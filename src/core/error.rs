// SPDX-License-Identifier: Apache-2.0
// Copyright 2025 itsakeyfut
//
// Licensed under the Apache License, Version 2.0 (the "License");
// you may not use this file except in compliance with the License.
// You may obtain a copy of the License at
//
//     http://www.apache.org/licenses/LICENSE-2.0
//
// Unless required by applicable law or agreed to in writing, software
// distributed under the License is distributed on an "AS IS" BASIS,
// WITHOUT WARRANTIES OR CONDITIONS OF ANY KIND, either express or implied.
// See the License for the specific language governing permissions and
// limitations under the License.

//! Error types for the CD-ROM driver and file system layer
//!
//! Every fallible operation in the crate returns [`Result<T>`], an alias for
//! `Result<T, CdRomError>`. The ISO9660 layer additionally keeps a coarse
//! [`IsoError`] code describing the outcome of its most recent operation.

use thiserror::Error;

use crate::core::cdrom::Command;

/// CD-ROM driver and file system errors
#[derive(Error, Debug)]
pub enum CdRomError {
    /// A command that takes a parameter was issued without one
    #[error("Command {0:?} requires a parameter")]
    ParameterMissing(Command),

    /// A parameter of the wrong kind was passed to a command
    #[error("Invalid parameter for command {0:?}")]
    InvalidParameter(Command),

    /// The controller still has unacknowledged commands in flight
    #[error("CD-ROM controller busy")]
    ControllerBusy,

    /// The controller answered a command with an error interrupt
    #[error("Command {command:?} rejected (status 0x{status:02X}, code 0x{code:02X})")]
    CommandError {
        /// Command that was rejected
        command: Command,
        /// Status byte reported with the error
        status: u8,
        /// Error code byte (0 when the controller sent none)
        code: u8,
    },

    /// Positioning the read head failed
    #[error("Seek failed")]
    SeekError,

    /// A sector read failed after exhausting its retry budget
    #[error("Read failed after {attempts} attempt(s)")]
    ReadError {
        /// Number of attempts made
        attempts: u32,
    },

    /// The data FIFO held less than a whole sector
    #[error("Short sector transfer ({copied} of {expected} bytes)")]
    ShortTransfer {
        /// Bytes requested
        expected: usize,
        /// Bytes actually copied
        copied: usize,
    },

    /// The read was cancelled with a read break
    #[error("Read aborted")]
    Aborted,

    /// The drive lid is open
    #[error("Drive lid is open")]
    LidOpen,

    /// The disc has no valid ISO9660 volume descriptor
    #[error("No ISO9660 file system found")]
    InvalidFilesystem,

    /// A path did not resolve to a file or directory
    #[error("Not found: {0}")]
    NotFound(String),

    /// The controller did not answer within the configured budget
    #[error("Timed out waiting for {0}")]
    Timeout(&'static str),

    /// No disc is loaded in the drive
    #[error("No disc loaded")]
    NoDisc,

    /// Disc image loading failed
    #[error("Disc load error: {0}")]
    DiscLoadError(String),

    /// Configuration could not be read or written
    #[error("Config error: {0}")]
    Config(String),

    /// I/O error
    #[error("I/O error: {0}")]
    Io(#[from] std::io::Error),
}

/// Result type alias for CD-ROM operations
pub type Result<T> = std::result::Result<T, CdRomError>;

/// Outcome code of the most recent file system operation
#[derive(Debug, Clone, Copy, PartialEq, Eq, Default, serde::Serialize)]
pub enum IsoError {
    /// The last operation succeeded
    #[default]
    Okay,
    /// Seeking to a file system structure failed
    SeekError,
    /// Reading a file system structure failed
    ReadError,
    /// The disc has no ISO9660 file system
    InvalidFs,
    /// The lid was open when the file system was accessed
    LidOpen,
    /// The requested path does not exist
    NotFound,
}

/// Collapse a driver error into one of the file system outcome codes
///
/// There is no code for timeouts, busy controllers, aborted reads or short
/// transfers; all of them are reported as [`IsoError::ReadError`], as is
/// any other I/O level failure.
impl From<&CdRomError> for IsoError {
    fn from(err: &CdRomError) -> Self {
        match err {
            CdRomError::SeekError => IsoError::SeekError,
            CdRomError::LidOpen => IsoError::LidOpen,
            CdRomError::InvalidFilesystem => IsoError::InvalidFs,
            CdRomError::NotFound(_) => IsoError::NotFound,
            _ => IsoError::ReadError,
        }
    }
}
────────────────
_Exercise details_
Reproduce, exactly and in full, the lines from the one that contains "fn from(err: &CdRomError)" to the end of the material.

_Exercise response_
    fn from(err: &CdRomError) -> Self {
        match err {
            CdRomError::SeekError => IsoError::SeekError,
            CdRomError::LidOpen => IsoError::LidOpen,
            CdRomError::InvalidFilesystem => IsoError::InvalidFs,
            CdRomError::NotFound(_) => IsoError::NotFound,
            _ => IsoError::ReadError,
        }
    }
}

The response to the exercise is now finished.